• [Task details] Give back exactly the first lines of the entries below, through the line with "pub const POOL_NAV_TAG: &str".
/---
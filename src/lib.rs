//! Page objects for the infrastructure resource pool pages of the management
//! console.
//!
//! Test code builds an [`Appliance`] around a [`widgets::Browser`], asks it for
//! the resource pool collection, instantiates pools and drives them:
//!
//! ```ignore
//! let appliance = Appliance::new(config, browser)?;
//! let pool = appliance
//!     .collections()
//!     .resource_pools()
//!     .instantiate("Default for Cluster", Some(&provider))?;
//! if pool.exists().await? {
//!     pool.delete(false, true).await?;
//! }
//! ```
//!
//! Every page is reached through the [`navigation::Navigator`], which runs the
//! prerequisite steps of the requested step first.

pub mod appliance;
pub mod base;
pub mod error;
pub mod infrastructure;
pub mod navigation;
pub mod provider;

pub use appliance::{Appliance, Collections};
pub use error::PageError;
pub use infrastructure::resource_pool::{DetailSection, ResourcePool, ResourcePoolCollection};
pub use provider::Provider;

pub use infra_pages_utils as utils;
pub use infra_pages_widgets as widgets;
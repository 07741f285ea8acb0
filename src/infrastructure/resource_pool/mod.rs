//! Infrastructure resource pools.

mod navigation;
pub mod views;

pub use navigation::register_steps;
pub use views::{ResourcePoolAllView, ResourcePoolDetailsView};

use anyhow::Result;
use once_cell::sync::Lazy;
use std::{
    fmt,
    sync::{Arc, Weak},
};
use strum::{Display, EnumIter, EnumString};

use infra_pages_utils::{
    wait_for, wait_for_with_retry, ApplianceVersion, VersionPicker, WaitOutcome,
};
use infra_pages_widgets::{Page, View};

use crate::{appliance::Appliance, error::PageError, navigation::Navigable, provider::Provider};

pub const POOL_NAV_TAG: &str = "ResourcePool";
pub const COLLECTION_NAV_TAG: &str = "ResourcePoolCollection";

pub const DELETE_SUCCESS_MESSAGE: &str = "The selected Resource Pools was deleted";

static REMOVE_ACTION: Lazy<VersionPicker<&'static str>> = Lazy::new(|| {
    VersionPicker::new(vec![
        (ApplianceVersion::lowest(), "Remove Resource Pool"),
        (
            ApplianceVersion::new(5, 9, 0),
            "Remove Resource Pool from Inventory",
        ),
    ])
});

/// Label of the Configuration item that removes a pool on `version`.
pub fn remove_action_label(version: &ApplianceVersion) -> &'static str {
    REMOVE_ACTION
        .pick(version)
        .copied()
        .unwrap_or("Remove Resource Pool")
}

/// Summary tables of the details page.
#[derive(Debug, Clone, Copy, PartialEq, Eq, Hash, Display, EnumString, EnumIter)]
pub enum DetailSection {
    #[strum(serialize = "Properties")]
    Properties,
    #[strum(serialize = "Relationships")]
    Relationships,
    #[strum(serialize = "Smart Management")]
    SmartManagement,
}

/// Model of an infrastructure resource pool.
#[derive(Clone)]
pub struct ResourcePool {
    name: String,
    provider: Option<Weak<dyn Provider>>,
    collection: ResourcePoolCollection,
}

impl fmt::Display for ResourcePool {
    fn fmt(&self, f: &mut fmt::Formatter<'_>) -> fmt::Result {
        match self.provider() {
            Some(provider) => write!(
                f,
                "ResourcePool(name='{}', provider_key='{}')",
                self.name,
                provider.key()
            ),
            None => write!(f, "ResourcePool(name='{}', provider_key=None)", self.name),
        }
    }
}

impl fmt::Debug for ResourcePool {
    fn fmt(&self, f: &mut fmt::Formatter<'_>) -> fmt::Result {
        f.debug_struct("ResourcePool")
            .field("name", &self.name)
            .field("provider_key", &self.provider().map(|p| p.key().to_string()))
            .finish()
    }
}

impl ResourcePool {
    pub fn name(&self) -> &str {
        &self.name
    }

    /// Owning provider, if it is still alive.
    pub fn provider(&self) -> Option<Arc<dyn Provider>> {
        self.provider.as_ref().and_then(Weak::upgrade)
    }

    pub fn parent(&self) -> &ResourcePoolCollection {
        &self.collection
    }

    pub fn appliance(&self) -> &Appliance {
        &self.collection.appliance
    }

    /// Re-sync the provider and reload the page, so lists show current data.
    async fn refresh_inventory(&self, page: &Page) -> Result<()> {
        if let Some(provider) = self.provider() {
            provider.refresh_provider_relationships().await?;
        }
        page.refresh().await
    }

    /// Delete the pool through its details page.
    ///
    /// Cancelling dismisses the confirmation and stays on the details page.
    /// With `wait` the list is polled until the pool is gone; the outcome of
    /// that wait is returned, `None` when not waiting.
    pub async fn delete(&self, cancel: bool, wait: bool) -> Result<Option<WaitOutcome>> {
        let appliance = self.appliance();
        let view: ResourcePoolDetailsView = appliance.navigate_to(self, "Details").await?;
        let item = remove_action_label(appliance.version());
        view.toolbar
            .configuration
            .item_select(item, Some(!cancel))
            .await?;

        // cancel doesn't redirect, confirmation does
        view.flush_widget_cache();
        let waits = &appliance.config().waits;
        let redirect = appliance.wait_options(
            waits.redirect_timeout(),
            format!("{self}: page shown after delete"),
        );

        let page = if cancel {
            let details = ResourcePoolDetailsView::new(appliance, &self.name);
            if wait_for(|| details.is_displayed(), &redirect)
                .await?
                .is_timed_out()
            {
                log::warn!("{self}: details page not displayed after cancelling delete");
            }
            details.page().clone()
        } else {
            let all = ResourcePoolAllView::new(appliance);
            if wait_for(|| all.is_displayed(), &redirect)
                .await?
                .is_timed_out()
            {
                log::warn!("{self}: list page not displayed after delete");
            }
            all.flash().assert_success_message(DELETE_SUCCESS_MESSAGE).await?;
            all.page().clone()
        };

        if !wait {
            return Ok(None);
        }

        let pool = self;
        let page = &page;
        let outcome = wait_for_with_retry(
            move || async move { Ok::<_, anyhow::Error>(!pool.exists().await?) },
            move || pool.refresh_inventory(page),
            &appliance.wait_options(
                waits.delete_timeout(),
                "Wait for resource pool to be deleted",
            ),
        )
        .await?;
        Ok(Some(outcome))
    }

    /// Wait for the pool to show up in the list.
    pub async fn wait_for_exists(&self) -> Result<WaitOutcome> {
        let appliance = self.appliance();
        let view: ResourcePoolAllView = appliance.navigate_to(&self.collection, "All").await?;

        let pool = self;
        let page = view.page();
        wait_for_with_retry(
            move || pool.exists(),
            move || pool.refresh_inventory(page),
            &appliance.wait_options(
                appliance.config().waits.exists_timeout(),
                "Wait resource pool to appear",
            ),
        )
        .await
    }

    /// Value of `key` in the summary table `section` of the details page.
    ///
    /// An unknown section gives `Ok(None)`; a key missing from a known
    /// section is an error.
    pub async fn get_detail(&self, section: &str, key: &str) -> Result<Option<String>> {
        let view: ResourcePoolDetailsView = self.appliance().navigate_to(self, "Details").await?;
        let Ok(section) = section.parse::<DetailSection>() else {
            log::debug!("{self}: no summary section called '{section}'");
            return Ok(None);
        };
        Ok(Some(view.entities.table(section).get_text_of(key).await?))
    }

    /// Whether the pool is listed on the current page of the list view.
    pub async fn exists(&self) -> Result<bool> {
        let view: ResourcePoolAllView = self
            .appliance()
            .navigate_to(&self.collection, "All")
            .await?;
        Ok(view
            .entities
            .entity_names()
            .await?
            .iter()
            .any(|name| name == &self.name))
    }
}

impl Navigable for ResourcePool {
    fn nav_tag(&self) -> &'static str {
        POOL_NAV_TAG
    }

    fn appliance(&self) -> &Appliance {
        &self.collection.appliance
    }

    fn attribute(&self, name: &str) -> Option<Arc<dyn Navigable>> {
        match name {
            "parent" => Some(Arc::new(self.collection.clone())),
            "appliance" => Some(Arc::new(self.collection.appliance.clone())),
            _ => None,
        }
    }

    fn describe(&self) -> String {
        self.to_string()
    }
}

/// Collection of resource pools. Holds no membership of its own.
#[derive(Debug, Clone)]
pub struct ResourcePoolCollection {
    appliance: Appliance,
}

impl ResourcePoolCollection {
    pub fn new(appliance: Appliance) -> Self {
        Self { appliance }
    }

    pub fn instantiate(
        &self,
        name: &str,
        provider: Option<&Arc<dyn Provider>>,
    ) -> Result<ResourcePool> {
        if name.trim().is_empty() {
            return Err(PageError::InvalidEntity {
                kind: "ResourcePool".to_string(),
                reason: "name must not be empty".to_string(),
            }
            .into());
        }
        Ok(ResourcePool {
            name: name.to_string(),
            provider: provider.map(Arc::downgrade),
            collection: self.clone(),
        })
    }

    /// Pools listed on the current page of the list view.
    pub async fn all(&self) -> Result<Vec<ResourcePool>> {
        let view: ResourcePoolAllView = self.appliance.navigate_to(self, "All").await?;
        view.entities
            .entity_names()
            .await?
            .iter()
            .map(|name| self.instantiate(name, None))
            .collect()
    }
}

impl Navigable for ResourcePoolCollection {
    fn nav_tag(&self) -> &'static str {
        COLLECTION_NAV_TAG
    }

    fn appliance(&self) -> &Appliance {
        &self.appliance
    }

    fn attribute(&self, name: &str) -> Option<Arc<dyn Navigable>> {
        match name {
            "appliance" => Some(Arc::new(self.appliance.clone())),
            _ => None,
        }
    }

    fn describe(&self) -> String {
        "ResourcePoolCollection".to_string()
    }
}

#[cfg(test)]
mod tests {
    use super::*;
    use strum::IntoEnumIterator;

    fn v(raw: &str) -> ApplianceVersion {
        ApplianceVersion::parse(raw).unwrap()
    }

    #[test]
    fn test_remove_action_label_by_version() {
        assert_eq!(remove_action_label(&v("5.8.3.0")), "Remove Resource Pool");
        assert_eq!(
            remove_action_label(&v("5.9.0.1")),
            "Remove Resource Pool from Inventory"
        );
        assert_eq!(
            remove_action_label(&v("5.10")),
            "Remove Resource Pool from Inventory"
        );
        assert_eq!(
            remove_action_label(&ApplianceVersion::latest()),
            "Remove Resource Pool from Inventory"
        );
    }

    #[test]
    fn test_detail_sections_parse_from_titles() {
        assert_eq!(
            "Smart Management".parse::<DetailSection>().ok(),
            Some(DetailSection::SmartManagement)
        );
        assert!("smart management".parse::<DetailSection>().is_err());
        assert!("Power Management".parse::<DetailSection>().is_err());

        let titles = DetailSection::iter().map(|s| s.to_string()).collect::<Vec<_>>();
        assert_eq!(titles, ["Properties", "Relationships", "Smart Management"]);
    }
}
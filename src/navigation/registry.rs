use anyhow::Result;
use serde::Serialize;
use std::{collections::BTreeMap, fmt, sync::Arc};

use super::{NavigateStep, Prerequisite};
use crate::{base::server, error::PageError, infrastructure::resource_pool};

#[derive(Debug, Clone, PartialEq, Eq, Hash, PartialOrd, Ord, Serialize)]
pub struct StepKey {
    pub target: String,
    pub step: String,
}

impl StepKey {
    pub fn new(target: &str, step: &str) -> Self {
        Self {
            target: target.to_string(),
            step: step.to_string(),
        }
    }
}

impl fmt::Display for StepKey {
    fn fmt(&self, f: &mut fmt::Formatter<'_>) -> fmt::Result {
        write!(f, "{}/{}", self.target, self.step)
    }
}

/// Mapping from (type tag, step name) to the step implementation.
///
/// Holds at most one step per pair.
#[derive(Default, Clone)]
pub struct StepRegistry {
    steps: BTreeMap<StepKey, (&'static str, Arc<dyn NavigateStep>)>,
}

impl fmt::Debug for StepRegistry {
    fn fmt(&self, f: &mut fmt::Formatter<'_>) -> fmt::Result {
        f.debug_list().entries(self.steps.keys()).finish()
    }
}

impl StepRegistry {
    pub fn new() -> Self {
        Self::default()
    }

    pub fn register<S>(&mut self, target: &'static str, name: &'static str, step: S) -> Result<()>
    where
        S: NavigateStep + 'static,
    {
        let key = StepKey::new(target, name);
        if self.steps.contains_key(&key) {
            return Err(PageError::DuplicateStep {
                target: target.to_string(),
                step: name.to_string(),
            }
            .into());
        }
        log::debug!("Registered navigation step {key}");
        self.steps.insert(key, (target, Arc::new(step)));
        Ok(())
    }

    pub fn get(&self, target: &str, name: &str) -> Result<Arc<dyn NavigateStep>> {
        self.steps
            .get(&StepKey::new(target, name))
            .map(|(_, step)| step.clone())
            .ok_or_else(|| {
                PageError::UnknownStep {
                    target: target.to_string(),
                    step: name.to_string(),
                }
                .into()
            })
    }

    pub fn contains(&self, target: &str, name: &str) -> bool {
        self.steps.contains_key(&StepKey::new(target, name))
    }

    pub fn len(&self) -> usize {
        self.steps.len()
    }

    pub fn is_empty(&self) -> bool {
        self.steps.is_empty()
    }

    pub fn iter(&self) -> impl Iterator<Item = (&StepKey, &dyn NavigateStep)> {
        self.steps.iter().map(|(key, (_, step))| (key, step.as_ref()))
    }

    /// Check that every prerequisite names a registered step.
    pub fn validate(&self) -> Result<()> {
        for (key, (owner, step)) in &self.steps {
            if let Some(prerequisite) = step.prerequisite().key(*owner) {
                if !self.steps.contains_key(&prerequisite) {
                    return Err(PageError::MissingPrerequisite {
                        target: key.target.clone(),
                        step: key.step.clone(),
                        prerequisite: prerequisite.to_string(),
                    }
                    .into());
                }
            }
        }
        Ok(())
    }

    /// Steps run to reach `target/name`, the requested step last.
    pub fn chain(&self, target: &str, name: &str) -> Result<Vec<StepKey>> {
        let mut chain = Vec::new();
        let mut key = StepKey::new(target, name);
        loop {
            let (owner, step) = self.steps.get(&key).ok_or_else(|| PageError::UnknownStep {
                target: key.target.clone(),
                step: key.step.clone(),
            })?;
            let next = step.prerequisite().key(*owner);
            chain.push(key);
            match next {
                Some(next) if !chain.contains(&next) => key = next,
                _ => break,
            }
        }
        chain.reverse();
        Ok(chain)
    }

    pub fn prerequisite_of(&self, target: &str, name: &str) -> Result<Prerequisite> {
        Ok(self.get(target, name)?.prerequisite())
    }
}

/// Registry holding every step this crate knows about.
pub fn default_registry() -> Result<StepRegistry> {
    let mut registry = StepRegistry::new();
    server::register_steps(&mut registry)?;
    resource_pool::register_steps(&mut registry)?;
    registry.validate()?;
    Ok(registry)
}
use anyhow::Result;

use crate::{browser::Locator, page::Page};

/// Simple search box above collection lists.
#[derive(Debug, Clone)]
pub struct Search {
    page: Page,
}

impl Search {
    pub fn new(page: &Page) -> Self {
        Self { page: page.clone() }
    }

    pub fn input_locator() -> Locator {
        Locator::xpath("//input[@id='search_text']")
    }

    pub fn search_button_locator() -> Locator {
        Locator::xpath("//button[@id='searchbtn']")
    }

    pub fn clear_locator() -> Locator {
        Locator::xpath("//a[@id='clear_search']")
    }

    pub async fn is_displayed(&self) -> Result<bool> {
        self.page.is_present(&Self::input_locator()).await
    }

    pub async fn simple_search(&self, text: &str) -> Result<()> {
        let input = self.page.element(&Self::input_locator()).await?;
        self.page.fill(&input, text).await?;
        let button = self.page.element(&Self::search_button_locator()).await?;
        self.page.click(&button).await?;
        self.page.flush_widget_cache();
        Ok(())
    }

    pub async fn clear_simple_search(&self) -> Result<()> {
        let clear = self.page.elements(&Self::clear_locator()).await?;
        match clear.first() {
            Some(link) => {
                self.page.click(link).await?;
                self.page.flush_widget_cache();
                Ok(())
            }
            None => self.simple_search("").await,
        }
    }
}
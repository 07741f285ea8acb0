//! Compute > Infrastructure area of the console.

pub mod resource_pool;
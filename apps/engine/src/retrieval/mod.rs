//! Similarity Retriever — selects style examples for a platform and topic.
//!
//! Flow: bucket lookup → (semantic: embed query, rank by cosine) or
//!       (plain: uniform sample) → top-k texts.
//!
//! Retrieval never fails: a missing bucket yields no examples and an
//! embedding failure degrades to random sampling.

use rand::seq::SliceRandom;
use rand::thread_rng;
use tracing::{debug, warn};

use crate::corpus::{Bucket, ExampleStore, Platform};
use crate::model_client::{EmbeddingTask, ModelApi};

pub mod similarity;

use similarity::rank_by_similarity;

/// Retrieves up to `k` style examples for the request, most relevant first.
///
/// Semantic buckets are ranked against an embedding of the topic and product
/// info; plain buckets (and any embedding failure) fall back to uniform
/// sampling without replacement. Length is min(k, bucket size).
pub async fn retrieve_style_examples(
    store: &ExampleStore,
    model: &dyn ModelApi,
    platform: Platform,
    topic: &str,
    product_info: &str,
    k: usize,
) -> Vec<String> {
    let Some(bucket) = store.bucket(platform) else {
        debug!("No example bucket for {platform}; proceeding without style guidance");
        return Vec::new();
    };

    if bucket.is_empty() || k == 0 {
        return Vec::new();
    }

    match bucket {
        Bucket::Semantic(examples) => {
            let query = format!("{topic} {product_info}");
            match model.embed(&query, EmbeddingTask::RetrievalQuery).await {
                Ok(query_embedding) => {
                    let ranked = rank_by_similarity(examples, &query_embedding);
                    if let Some((_, best)) = ranked.first() {
                        debug!("Top {platform} example similarity: {best:.3}");
                    }
                    ranked
                        .into_iter()
                        .take(k)
                        .map(|(index, _)| examples[index].text.clone())
                        .collect()
                }
                Err(e) => {
                    warn!("Query embedding failed ({e}); sampling {platform} examples instead");
                    sample_texts(examples.iter().map(|example| example.text.as_str()), k)
                }
            }
        }
        Bucket::Plain(examples) => sample_texts(examples.iter().map(String::as_str), k),
    }
}

/// Uniform sample of up to `k` texts without replacement.
fn sample_texts<'a>(texts: impl Iterator<Item = &'a str>, k: usize) -> Vec<String> {
    let texts: Vec<&str> = texts.collect();
    let mut rng = thread_rng();
    texts
        .choose_multiple(&mut rng, k.min(texts.len()))
        .map(|text| text.to_string())
        .collect()
}

// ────────────────────────────────────────────────────────────────────────────
// Tests
// ────────────────────────────────────────────────────────────────────────────
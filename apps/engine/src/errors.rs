use thiserror::Error;

use crate::model_client::ModelError;

/// Application-level error type.
///
/// Most degradations (critique parse failures, embedding failures, missing
/// exports) are absorbed where they happen and logged; only conditions the
/// pipeline cannot continue past surface here.
#[derive(Debug, Error)]
pub enum EngineError {
    #[error("Model error: {0}")]
    Model(#[from] ModelError),

    #[error("Model returned an empty draft")]
    EmptyDraft,

    #[error("Corrupt snapshot: {0}")]
    CorruptSnapshot(String),

    #[error("I/O error: {0}")]
    Io(#[from] std::io::Error),

    #[error("JSON error: {0}")]
    Json(#[from] serde_json::Error),

    #[error("CSV error: {0}")]
    Csv(#[from] csv::Error),
}
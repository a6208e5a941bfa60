use std::path::PathBuf;

use anyhow::{Context, Result};

/// Application configuration loaded from environment variables.
/// Startup fails if required variables are missing.
#[derive(Debug, Clone)]
pub struct Config {
    pub gemini_api_key: String,
    pub data_dir: PathBuf,
    pub rust_log: String,
}

impl Config {
    pub fn from_env() -> Result<Self> {
        dotenvy::dotenv().ok(); // load .env if present; ignore if missing

        Ok(Config {
            gemini_api_key: require_env("GEMINI_API_KEY")?,
            data_dir: PathBuf::from(
                std::env::var("DATA_DIR").unwrap_or_else(|_| "data".to_string()),
            ),
            rust_log: std::env::var("RUST_LOG").unwrap_or_else(|_| "info".to_string()),
        })
    }

    /// Location of the curated snapshot: written by the curator, loaded by
    /// the example store.
    pub fn snapshot_path(&self) -> PathBuf {
        self.data_dir.join("curated_examples.json")
    }
}

fn require_env(key: &str) -> Result<String> {
    std::env::var(key).with_context(|| format!("Required environment variable '{key}' is not set"))
}
// ────────────────────────────────────────────────────────────────────────────
// Tests
// ────────────────────────────────────────────────────────────────────────────

#[cfg(test)]
mod tests {
    use super::*;
    use std::collections::VecDeque;
    use std::sync::Mutex;

    use async_trait::async_trait;

    use crate::model_client::{EmbeddingTask, ModelError};

    /// Test backend that replays scripted generate responses in call order
    /// and records every prompt it receives.
    struct ScriptedModel {
        responses: Mutex<VecDeque<Result<String, ModelError>>>,
        prompts: Mutex<Vec<String>>,
    }

    impl ScriptedModel {
        fn new(responses: Vec<Result<String, ModelError>>) -> Self {
            Self {
                responses: Mutex::new(responses.into_iter().collect()),
                prompts: Mutex::new(Vec::new()),
            }
        }

        fn recorded_prompts(&self) -> Vec<String> {
            self.prompts.lock().unwrap().clone()
        }
    }

    #[async_trait]
    impl ModelApi for ScriptedModel {
        async fn generate(&self, prompt: &str, _structured: bool) -> Result<String, ModelError> {
            self.prompts.lock().unwrap().push(prompt.to_string());
            self.responses
                .lock()
                .unwrap()
                .pop_front()
                .unwrap_or(Err(ModelError::EmptyContent))
        }

        async fn embed(&self, _text: &str, _task: EmbeddingTask) -> Result<Vec<f32>, ModelError> {
            Err(ModelError::EmptyContent)
        }
    }

    // ── draft ──

    #[tokio::test]
    async fn test_draft_embeds_examples_and_topic_in_prompt() {
        let model = ScriptedModel::new(vec![Ok("a fresh post".to_string())]);
        let examples = vec!["viral example one".to_string(), "viral example two".to_string()];

        let text = draft(&model, "remote work", Platform::LinkedIn, "Hookline", &examples)
            .await
            .unwrap();
        assert_eq!(text, "a fresh post");

        let prompts = model.recorded_prompts();
        assert_eq!(prompts.len(), 1);
        assert!(prompts[0].contains("remote work"));
        assert!(prompts[0].contains("LinkedIn"));
        assert!(prompts[0].contains("Example 1:\nviral example one"));
        assert!(prompts[0].contains("Example 2:\nviral example two"));
        assert!(!prompts[0].contains("{topic}"), "placeholder left unfilled");
    }

    #[tokio::test]
    async fn test_draft_without_examples_omits_example_block() {
        let model = ScriptedModel::new(vec![Ok("post".to_string())]);

        draft(&model, "topic", Platform::Twitter, "info", &[])
            .await
            .unwrap();

        let prompts = model.recorded_prompts();
        assert!(!prompts[0].contains("Example 1:"));
        assert!(!prompts[0].contains("examples of highly successful"));
    }

    #[tokio::test]
    async fn test_draft_model_failure_is_fatal() {
        let model = ScriptedModel::new(vec![Err(ModelError::RateLimited { retries: 3 })]);

        let result = draft(&model, "topic", Platform::LinkedIn, "info", &[]).await;
        assert!(matches!(result, Err(EngineError::Model(_))));
    }

    #[tokio::test]
    async fn test_draft_whitespace_response_is_empty_draft() {
        let model = ScriptedModel::new(vec![Ok("  \n\t ".to_string())]);

        let result = draft(&model, "topic", Platform::LinkedIn, "info", &[]).await;
        assert!(matches!(result, Err(EngineError::EmptyDraft)));
    }

    // ── critique ──

    #[tokio::test]
    async fn test_critique_parses_clean_json() {
        let model = ScriptedModel::new(vec![Ok(r#"{
            "hook_score": 7,
            "value_score": 8,
            "viral_score": 6,
            "average_score": 7.0,
            "critique": "Hook is flat."
        }"#
        .to_string())]);

        let score = critique(&model, "draft", Platform::LinkedIn).await;
        assert_eq!(score.hook_score, 7.0);
        assert_eq!(score.value_score, 8.0);
        assert_eq!(score.viral_score, 6.0);
        assert_eq!(score.average_score, 7.0);
        assert_eq!(score.critique, "Hook is flat.");
    }

    #[tokio::test]
    async fn test_critique_parses_fenced_json() {
        let model = ScriptedModel::new(vec![Ok(
            "```json\n{\"hook_score\": 9, \"value_score\": 9, \"viral_score\": 9, \"critique\": \"Ship it.\"}\n```"
                .to_string(),
        )]);

        let score = critique(&model, "draft", Platform::YouTube).await;
        assert_eq!(score.average_score, 9.0);
    }

    #[tokio::test]
    async fn test_critique_ignores_model_average() {
        let model = ScriptedModel::new(vec![Ok(r#"{
            "hook_score": 2,
            "value_score": 2,
            "viral_score": 2,
            "average_score": 9.9,
            "critique": "Weak."
        }"#
        .to_string())]);

        let score = critique(&model, "draft", Platform::LinkedIn).await;
        assert_eq!(
            score.average_score, 2.0,
            "the model's own average must be discarded"
        );
    }

    #[tokio::test]
    async fn test_critique_clamps_out_of_range_subscores() {
        let model = ScriptedModel::new(vec![Ok(r#"{
            "hook_score": 15,
            "value_score": 0,
            "viral_score": -3,
            "critique": "Confused scoring."
        }"#
        .to_string())]);

        let score = critique(&model, "draft", Platform::LinkedIn).await;
        assert_eq!(score.hook_score, 10.0);
        assert_eq!(score.value_score, 1.0);
        assert_eq!(score.viral_score, 1.0);
        assert_eq!(score.average_score, 4.0);
    }

    #[tokio::test]
    async fn test_critique_model_failure_falls_back() {
        let model = ScriptedModel::new(vec![Err(ModelError::EmptyContent)]);

        let score = critique(&model, "draft", Platform::LinkedIn).await;
        assert_eq!(score.average_score, 5.0);
        assert!(!score.critique.is_empty());
    }

    #[tokio::test]
    async fn test_critique_unparseable_response_falls_back() {
        let model = ScriptedModel::new(vec![Ok("I would rate this post quite highly".to_string())]);

        let score = critique(&model, "draft", Platform::LinkedIn).await;
        assert_eq!(score.average_score, 5.0);
    }

    #[tokio::test]
    async fn test_critique_missing_subscore_falls_back() {
        let model = ScriptedModel::new(vec![Ok(
            r#"{"hook_score": 8, "critique": "partial"}"#.to_string()
        )]);

        let score = critique(&model, "draft", Platform::LinkedIn).await;
        assert_eq!(score.average_score, 5.0);
    }

    #[tokio::test]
    async fn test_critique_missing_notes_get_substitute_text() {
        let model = ScriptedModel::new(vec![Ok(
            r#"{"hook_score": 6, "value_score": 6, "viral_score": 6}"#.to_string(),
        )]);

        let score = critique(&model, "draft", Platform::LinkedIn).await;
        assert_eq!(score.average_score, 6.0, "real sub-scores must survive");
        assert_eq!(score.critique, MISSING_CRITIQUE_TEXT);
    }

    #[tokio::test]
    async fn test_critique_blank_notes_get_substitute_text() {
        let model = ScriptedModel::new(vec![Ok(
            r#"{"hook_score": 4, "value_score": 4, "viral_score": 4, "critique": "   "}"#
                .to_string(),
        )]);

        let score = critique(&model, "draft", Platform::LinkedIn).await;
        assert_eq!(score.average_score, 4.0);
        assert_eq!(
            score.critique, MISSING_CRITIQUE_TEXT,
            "whitespace-only notes must be replaced"
        );
    }

    // ── optimize ──

    #[tokio::test]
    async fn test_optimize_returns_rewrite() {
        let model = ScriptedModel::new(vec![Ok("  punchier post  ".to_string())]);

        let text = optimize(&model, "original", "hook is weak", Platform::LinkedIn).await;
        assert_eq!(text, "punchier post");

        let prompts = model.recorded_prompts();
        assert!(prompts[0].contains("original"));
        assert!(prompts[0].contains("hook is weak"));
    }

    #[tokio::test]
    async fn test_optimize_failure_returns_draft_unchanged() {
        let model = ScriptedModel::new(vec![Err(ModelError::EmptyContent)]);

        let text = optimize(&model, "original draft", "feedback", Platform::YouTube).await;
        assert_eq!(text, "original draft");
    }

    #[tokio::test]
    async fn test_optimize_empty_response_returns_draft_unchanged() {
        let model = ScriptedModel::new(vec![Ok("   ".to_string())]);

        let text = optimize(&model, "original draft", "feedback", Platform::YouTube).await;
        assert_eq!(text, "original draft");
    }

    // ── scores and parsing helpers ──

    #[test]
    fn test_fallback_average_is_mean_of_subscores() {
        let score = CritiqueScore::fallback();
        let mean = (score.hook_score + score.value_score + score.viral_score) / 3.0;
        assert!((score.average_score - mean).abs() < 1e-12);
        assert_eq!(score.average_score, 5.0);
    }

    #[test]
    fn test_from_subscores_average_is_mean() {
        let score = CritiqueScore::from_subscores(6.0, 7.0, 9.5, String::new());
        let mean = (6.0 + 7.0 + 9.5) / 3.0;
        assert!((score.average_score - mean).abs() < 1e-12);
    }

    #[test]
    fn test_extract_json_object_from_prose() {
        let text = "Sure! Here is the verdict: {\"hook_score\": 1} Hope that helps.";
        assert_eq!(extract_json_object(text), Some("{\"hook_score\": 1}"));
    }

    #[test]
    fn test_extract_json_object_none_without_braces() {
        assert_eq!(extract_json_object("no json here"), None);
        assert_eq!(extract_json_object("} reversed {"), None);
    }
}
\---
• [Task solution]
filename src/lib.rs
//! Page objects for the infrastructure resource pool pages of the management
//! console.
//!
//! Test code builds an [`Appliance`] around a [`widgets::Browser`], asks it for
//! the resource pool collection, instantiates pools and drives them:
//!
//! ```ignore
//! let appliance = Appliance::new(config, browser)?;
//! let pool = appliance
//!     .collections()
//!     .resource_pools()
//!     .instantiate("Default for Cluster", Some(&provider))?;
//! if pool.exists().await? {
//!     pool.delete(false, true).await?;
//! }
//! ```
//!
//! Every page is reached through the [`navigation::Navigator`], which runs the
//! prerequisite steps of the requested step first.

pub mod appliance;
pub mod base;
pub mod error;
pub mod infrastructure;
pub mod navigation;
pub mod provider;

pub use appliance::{Appliance, Collections};
pub use error::PageError;
pub use infrastructure::resource_pool::{DetailSection, ResourcePool, ResourcePoolCollection};
pub use provider::Provider;

pub use infra_pages_utils as utils;
pub use infra_pages_widgets as widgets;
repository 07741f285ea8acb0
filename src/infrastructure/resource_pool/mod.rs
//! Infrastructure resource pools.

mod navigation;
pub mod views;

pub use navigation::register_steps;
pub use views::{ResourcePoolAllView, ResourcePoolDetailsView};

use anyhow::Result;
use once_cell::sync::Lazy;
use std::{
    fmt,
    sync::{Arc, Weak},
};
use strum::{Display, EnumIter, EnumString};

use infra_pages_utils::{
    wait_for, wait_for_with_retry, ApplianceVersion, VersionPicker, WaitOutcome,
};
use infra_pages_widgets::{Page, View};

use crate::{appliance::Appliance, error::PageError, navigation::Navigable, provider::Provider};

pub const POOL_NAV_TAG: &str = "ResourcePool";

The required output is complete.